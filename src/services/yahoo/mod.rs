//! Yahoo Finance chart API adapter

pub mod client;
pub mod messages;
pub mod provider;

pub use client::YahooFinanceClient;
pub use provider::YahooFinanceProvider;
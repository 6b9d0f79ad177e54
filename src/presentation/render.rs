//! Text and HTML renderings of the table

use std::fmt::Write;

use crate::models::result::IndicatorResult;
use crate::services::symbols::strip_suffix_ignore_case;

pub const HEADERS: [&str; 9] = [
    "Symbol",
    "Price",
    "RSI",
    "RSI Band",
    "MACD",
    "Signal",
    "Histogram",
    "Crossover",
    "Volume",
];

const ERROR_CELL: &str = "Error";

/// Display symbol without the exchange suffix
pub fn display_symbol<'a>(symbol: &'a str, suffix: &str) -> &'a str {
    strip_suffix_ignore_case(symbol, suffix).unwrap_or(symbol)
}

/// Digits grouped by thousands: 1234567 -> "1,234,567"
pub fn format_volume(volume: u64) -> String {
    group_thousands(&volume.to_string())
}

/// Two decimals with grouped integer part and a rupee sign
pub fn format_price(price: f64) -> String {
    let raw = format!("{:.2}", price.abs());
    let (int_part, frac) = raw.split_once('.').unwrap_or((raw.as_str(), "00"));
    let sign = if price < 0.0 { "-" } else { "" };
    format!("{}₹{}.{}", sign, group_thousands(int_part), frac)
}

fn group_thousands(digits: &str) -> String {
    let mut out = String::with_capacity(digits.len() + digits.len() / 3);
    for (i, c) in digits.chars().enumerate() {
        if i > 0 && (digits.len() - i) % 3 == 0 {
            out.push(',');
        }
        out.push(c);
    }
    out
}

/// Cells of one row, in `HEADERS` order
pub fn row_cells(row: &IndicatorResult, suffix: &str) -> Vec<String> {
    let symbol = display_symbol(row.symbol(), suffix).to_string();
    match row.values() {
        Some(v) => vec![
            symbol,
            format_price(v.price),
            format!("{:.2}", v.rsi),
            v.rsi_signal.label().to_string(),
            format!("{:.4}", v.macd),
            format!("{:.4}", v.macd_signal_line),
            format!("{:+.4}", v.macd_histogram),
            v.macd_crossover.label().to_string(),
            format_volume(v.volume),
        ],
        None => {
            let mut cells = vec![symbol];
            cells.extend(std::iter::repeat(ERROR_CELL.to_string()).take(HEADERS.len() - 1));
            cells
        }
    }
}

/// Fixed-width table for terminals
pub fn render_text(rows: &[&IndicatorResult], suffix: &str) -> String {
    let body: Vec<Vec<String>> = rows.iter().map(|r| row_cells(r, suffix)).collect();

    let mut widths: Vec<usize> = HEADERS.iter().map(|h| h.chars().count()).collect();
    for cells in &body {
        for (w, cell) in widths.iter_mut().zip(cells) {
            *w = (*w).max(cell.chars().count());
        }
    }

    let mut out = String::new();
    let header: Vec<String> = HEADERS.iter().map(|h| h.to_string()).collect();
    push_line(&mut out, &header, &widths);
    let rule: Vec<String> = widths.iter().map(|w| "-".repeat(*w)).collect();
    push_line(&mut out, &rule, &widths);
    for cells in &body {
        push_line(&mut out, cells, &widths);
    }

    // error details below the table
    for row in rows {
        if let Some(err) = row.error() {
            let _ = writeln!(out, "{}: {}", display_symbol(row.symbol(), suffix), err);
        }
    }
    out
}

fn push_line(out: &mut String, cells: &[String], widths: &[usize]) {
    let padded: Vec<String> = cells
        .iter()
        .zip(widths)
        .map(|(cell, w)| {
            let pad = w.saturating_sub(cell.chars().count());
            format!("{}{}", cell, " ".repeat(pad))
        })
        .collect();
    let _ = writeln!(out, "{}", padded.join("  ").trim_end());
}

fn escape_html(raw: &str) -> String {
    let mut out = String::with_capacity(raw.len());
    for c in raw.chars() {
        match c {
            '&' => out.push_str("&amp;"),
            '<' => out.push_str("&lt;"),
            '>' => out.push_str("&gt;"),
            '"' => out.push_str("&quot;"),
            '\'' => out.push_str("&#39;"),
            _ => out.push(c),
        }
    }
    out
}

/// CSS class for a row, driving the band/crossover colours
fn row_class(row: &IndicatorResult) -> String {
    match row.values() {
        Some(v) => format!("rsi-{:?} macd-{:?}", v.rsi_signal, v.macd_crossover).to_lowercase(),
        None => "error".to_string(),
    }
}

/// Standalone HTML page with the table
pub fn render_html(
    rows: &[&IndicatorResult],
    suffix: &str,
    generated_at: &str,
    refresh_seconds: Option<u64>,
) -> String {
    let mut out = String::new();
    let _ = writeln!(out, "<!DOCTYPE html>");
    let _ = writeln!(out, "<html><head><meta charset=\"utf-8\">");
    if let Some(secs) = refresh_seconds {
        let _ = writeln!(out, "<meta http-equiv=\"refresh\" content=\"{}\">", secs);
    }
    let _ = writeln!(out, "<title>Stock RSI &amp; MACD</title>");
    let _ = writeln!(
        out,
        "<style>table{{border-collapse:collapse}}td,th{{padding:4px 8px;border:1px solid #ccc}}\
         .rsi-overbought td:nth-child(3){{color:#c00}}.rsi-oversold td:nth-child(3){{color:#080}}\
         .macd-bullish td:nth-child(8),.macd-above td:nth-child(8){{color:#080}}\
         .macd-bearish td:nth-child(8),.macd-below td:nth-child(8){{color:#c00}}\
         .error td{{color:#888}}</style>"
    );
    let _ = writeln!(out, "</head><body>");
    let _ = writeln!(out, "<p>Last updated: {}</p>", escape_html(generated_at));
    let _ = writeln!(out, "<table><thead><tr>");
    for h in HEADERS {
        let _ = write!(out, "<th>{}</th>", h);
    }
    let _ = writeln!(out, "</tr></thead><tbody>");
    for row in rows {
        let title = row
            .error()
            .map(|e| format!(" title=\"{}\"", escape_html(&e.to_string())))
            .unwrap_or_default();
        let _ = write!(out, "<tr class=\"{}\"{}>", row_class(row), title);
        for cell in row_cells(row, suffix) {
            let _ = write!(out, "<td>{}</td>", escape_html(&cell));
        }
        let _ = writeln!(out, "</tr>");
    }
    let _ = writeln!(out, "</tbody></table></body></html>");
    out
}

##########

WORK ITEM:
Reproduce the entries above in full, exactly as they read.

SOLUTION TO THE EXERCISE:
filename src/services/yahoo/mod.rs
//! Yahoo Finance chart API adapter

pub mod client;
pub mod messages;
pub mod provider;

pub use client::YahooFinanceClient;
pub use provider::YahooFinanceProvider;
repository 6b9d0f79ad177e54
filename src/presentation/render.rs
//! Text and HTML renderings of the table

use std::fmt::Write;

use crate::models::result::IndicatorResult;
use crate::services::symbols::strip_suffix_ignore_case;

pub const HEADERS: [&str; 9] = [
    "Symbol",
    "Price",
    "RSI",
    "RSI Band",
    "MACD",
    "Signal",
    "Histogram",
    "Crossover",
    "Volume",
];

const ERROR_CELL: &str = "Error";

/// Display symbol without the exchange suffix
pub fn display_symbol<'a>(symbol: &'a str, suffix: &str) -> &'a str {
    strip_suffix_ignore_case(symbol, suffix).unwrap_or(symbol)
}

/// Digits grouped by thousands: 1234567 -> "1,234,567"
pub fn format_volume(volume: u64) -> String {
    group_thousands(&volume.to_string())
}

/// Two decimals with grouped integer part and a rupee sign
pub fn format_price(price: f64) -> String {
    let raw = format!("{:.2}", price.abs());
    let (int_part, frac) = raw.split_once('.').unwrap_or((raw.as_str(), "00"));
    let sign = if price < 0.0 { "-" } else { "" };
    format!("{}₹{}.{}", sign, group_thousands(int_part), frac)
}

fn group_thousands(digits: &str) -> String {
    let mut out = String::with_capacity(digits.len() + digits.len() / 3);
    for (i, c) in digits.chars().enumerate() {
        if i > 0 && (digits.len() - i) % 3 == 0 {
            out.push(',');
        }
        out.push(c);
    }
    out
}

/// Cells of one row, in `HEADERS` order
pub fn row_cells(row: &IndicatorResult, suffix: &str) -> Vec<String> {
    let symbol = display_symbol(row.symbol(), suffix).to_string();
    match row.values() {
        Some(v) => vec![
            symbol,
            format_price(v.price),
            format!("{:.2}", v.rsi),
            v.rsi_signal.label().to_string(),
            format!("{:.4}", v.macd),
            format!("{:.4}", v.macd_signal_line),
            format!("{:+.4}", v.macd_histogram),
            v.macd_crossover.label().to_string(),
            format_volume(v.volume),
        ],
        None => {
            let mut cells = vec![symbol];
            cells.extend(std::iter::repeat(ERROR_CELL.to_string()).take(HEADERS.len() - 1));
            cells
        }
    }
}

/// Fixed-width table for terminals
pub fn render_text(rows: &[&IndicatorResult], suffix: &str) -> String {
    let body: Vec<Vec<String>> = rows.iter().map(|r| row_cells(r, suffix)).collect();

    let mut widths: Vec<usize> = HEADERS.iter().map(|h| h.chars().count()).collect();
    for cells in &body {
        for (w, cell) in widths.iter_mut().zip(cells) {
            *w = (*w).max(cell.chars().count());
        }
    }

    let mut out = String::new();
    let header: Vec<String> = HEADERS.iter().map(|h| h.to_string()).collect();
    push_line(&mut out, &header, &widths);
    let rule: Vec<String> = widths.iter().map(|w| "-".repeat(*w)).collect();
    push_line(&mut out, &rule, &widths);
    for cells in &body {
        push_line(&mut out, cells, &widths);
    }

    // error details below the table
    for row in rows {
        if let Some(err) = row.error() {
            let _ = writeln!(out, "{}: {}", display_symbol(row.symbol(), suffix), err);
        }
    }
    out
}

fn push_line(out: &mut String, cells: &[String], widths: &[usize]) {
    let padded: Vec<String> = cells
        .iter()
        .zip(widths)
        .map(|(cell, w)| {
            let pad = w.saturating_sub(cell.chars().count());
            format!("{}{}", cell, " ".repeat(pad))
        })
        .collect();
    let _ = writeln!(out, "{}", padded.join("  ").trim_end());
}

fn escape_html(raw: &str) -> String {
    let mut out = String::with_capacity(raw.len());
    for c in raw.chars() {
        match c {
            '&' => out.push_str("&amp;"),
            '<' => out.push_str("&lt;"),
            '>' => out.push_str("&gt;"),
            '"' => out.push_str("&quot;"),
            '\'' => out.push_str("&#39;"),
            _ => out.push(c),
        }
    }
    out
}

/// CSS class for a row, driving the band/crossover colours
fn row_class(row: &IndicatorResult) -> String {
    match row.values() {
        Some(v) => format!("rsi-{:?} macd-{:?}", v.rsi_signal, v.macd_crossover).to_lowercase(),
        None => "error".to_string(),
    }
}

/// Standalone HTML page with the table
pub fn render_html(
    rows: &[&IndicatorResult],
    suffix: &str,
    generated_at: &str,
    refresh_seconds: Option<u64>,
) -> String {
    let mut out = String::new();
    let _ = writeln!(out, "<!DOCTYPE html>");
    let _ = writeln!(out, "<html><head><meta charset=\"utf-8\">");
    if let Some(secs) = refresh_seconds {
        let _ = writeln!(out, "<meta http-equiv=\"refresh\" content=\"{}\">", secs);
    }
    let _ = writeln!(out, "<title>Stock RSI &amp; MACD</title>");
    let _ = writeln!(
        out,
        "<style>table{{border-collapse:collapse}}td,th{{padding:4px 8px;border:1px solid #ccc}}\
         .rsi-overbought td:nth-child(3){{color:#c00}}.rsi-oversold td:nth-child(3){{color:#080}}\
         .macd-bullish td:nth-child(8),.macd-above td:nth-child(8){{color:#080}}\
         .macd-bearish td:nth-child(8),.macd-below td:nth-child(8){{color:#c00}}\
         .error td{{color:#888}}</style>"
    );
    let _ = writeln!(out, "</head><body>");
    let _ = writeln!(out, "<p>Last updated: {}</p>", escape_html(generated_at));
    let _ = writeln!(out, "<table><thead><tr>");
    for h in HEADERS {
        let _ = write!(out, "<th>{}</th>", h);
    }
    let _ = writeln!(out, "</tr></thead><tbody>");
    for row in rows {
        let title = row
            .error()
            .map(|e| format!(" title=\"{}\"", escape_html(&e.to_string())))
            .unwrap_or_default();
        let _ = write!(out, "<tr class=\"{}\"{}>", row_class(row), title);
        for cell in row_cells(row, suffix) {
            let _ = write!(out, "<td>{}</td>", escape_html(&cell));
        }
        let _ = writeln!(out, "</tr>");
    }
    let _ = writeln!(out, "</tbody></table></body></html>");
    out
}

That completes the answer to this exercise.